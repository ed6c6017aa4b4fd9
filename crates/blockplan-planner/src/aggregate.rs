//! Aggregate metadata over a run of bundles, plus the memo both leaf
//! operators keep it in.
//!
//! Row and byte totals follow the all-or-unknown rule: one unknown term makes
//! the total unknown. The schema comes from the unifier, fed every block's
//! metadata in bundle order then block order.

use once_cell::sync::OnceCell;

use blockplan_core::bundle::{sum_known, DataBundle};
use blockplan_core::metadata::BlockMetadata;

use crate::unify::SchemaUnifier;

/// Summarize `bundles` into a single metadata record.
///
/// `input_files` and `exec_stats` are never aggregated at this layer.
pub fn aggregate_bundles(bundles: &[DataBundle], unifier: &dyn SchemaUnifier) -> BlockMetadata {
    let num_rows = sum_known(bundles.iter().map(DataBundle::num_rows));
    let size_bytes = sum_known(
        bundles
            .iter()
            .flat_map(|b| b.metadata().map(|m| m.size_bytes)),
    );

    let metadata: Vec<&BlockMetadata> = bundles.iter().flat_map(|b| b.metadata()).collect();
    let schema = unifier.unify(&metadata);

    tracing::trace!(
        bundles = bundles.len(),
        blocks = metadata.len(),
        ?num_rows,
        ?size_bytes,
        has_schema = schema.is_some(),
        "aggregated output metadata"
    );

    BlockMetadata {
        num_rows,
        size_bytes,
        schema,
        input_files: None,
        exec_stats: None,
    }
}

/// Compute-once slot for an operator's aggregate metadata.
///
/// Concurrent first reads run the computation once; everyone sees its result.
/// Clearing requires `&mut`, so callers decide how writers are serialized.
#[derive(Debug, Default)]
pub struct MetadataCache {
    slot: OnceCell<BlockMetadata>,
}

impl MetadataCache {
    pub fn new() -> Self {
        Self::default()
    }

    pub fn get_or_compute<F>(&self, compute: F) -> BlockMetadata
    where
        F: FnOnce() -> BlockMetadata,
    {
        self.slot.get_or_init(compute).clone()
    }

    pub fn is_populated(&self) -> bool {
        self.slot.get().is_some()
    }

    /// Drop the memoized value. Returns whether there was one.
    pub fn invalidate(&mut self) -> bool {
        let had_value = self.slot.take().is_some();
        if had_value {
            tracing::trace!("invalidated output metadata cache");
        }
        had_value
    }
}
= = = = = = =
About this task: Retype each entry exactly.

Answer space:
repository ed6c6017aa4b4fd9
filename crates/blockplan-planner/src/aggregate.rs
//! Aggregate metadata over a run of bundles, plus the memo both leaf
//! operators keep it in.
//!
//! Row and byte totals follow the all-or-unknown rule: one unknown term makes
//! the total unknown. The schema comes from the unifier, fed every block's
//! metadata in bundle order then block order.

use once_cell::sync::OnceCell;

use blockplan_core::bundle::{sum_known, DataBundle};
use blockplan_core::metadata::BlockMetadata;

use crate::unify::SchemaUnifier;

/// Summarize `bundles` into a single metadata record.
///
/// `input_files` and `exec_stats` are never aggregated at this layer.
pub fn aggregate_bundles(bundles: &[DataBundle], unifier: &dyn SchemaUnifier) -> BlockMetadata {
    let num_rows = sum_known(bundles.iter().map(DataBundle::num_rows));
    let size_bytes = sum_known(
        bundles
            .iter()
            .flat_map(|b| b.metadata().map(|m| m.size_bytes)),
    );

    let metadata: Vec<&BlockMetadata> = bundles.iter().flat_map(|b| b.metadata()).collect();
    let schema = unifier.unify(&metadata);

    tracing::trace!(
        bundles = bundles.len(),
        blocks = metadata.len(),
        ?num_rows,
        ?size_bytes,
        has_schema = schema.is_some(),
        "aggregated output metadata"
    );

    BlockMetadata {
        num_rows,
        size_bytes,
        schema,
        input_files: None,
        exec_stats: None,
    }
}

/// Compute-once slot for an operator's aggregate metadata.
///
/// Concurrent first reads run the computation once; everyone sees its result.
/// Clearing requires `&mut`, so callers decide how writers are serialized.
#[derive(Debug, Default)]
pub struct MetadataCache {
    slot: OnceCell<BlockMetadata>,
}

impl MetadataCache {
    pub fn new() -> Self {
        Self::default()
    }

    pub fn get_or_compute<F>(&self, compute: F) -> BlockMetadata
    where
        F: FnOnce() -> BlockMetadata,
    {
        self.slot.get_or_init(compute).clone()
    }

    pub fn is_populated(&self) -> bool {
        self.slot.get().is_some()
    }

    /// Drop the memoized value. Returns whether there was one.
    pub fn invalidate(&mut self) -> bool {
        let had_value = self.slot.take().is_some();
        if had_value {
            tracing::trace!("invalidated output metadata cache");
        }
        had_value
    }
}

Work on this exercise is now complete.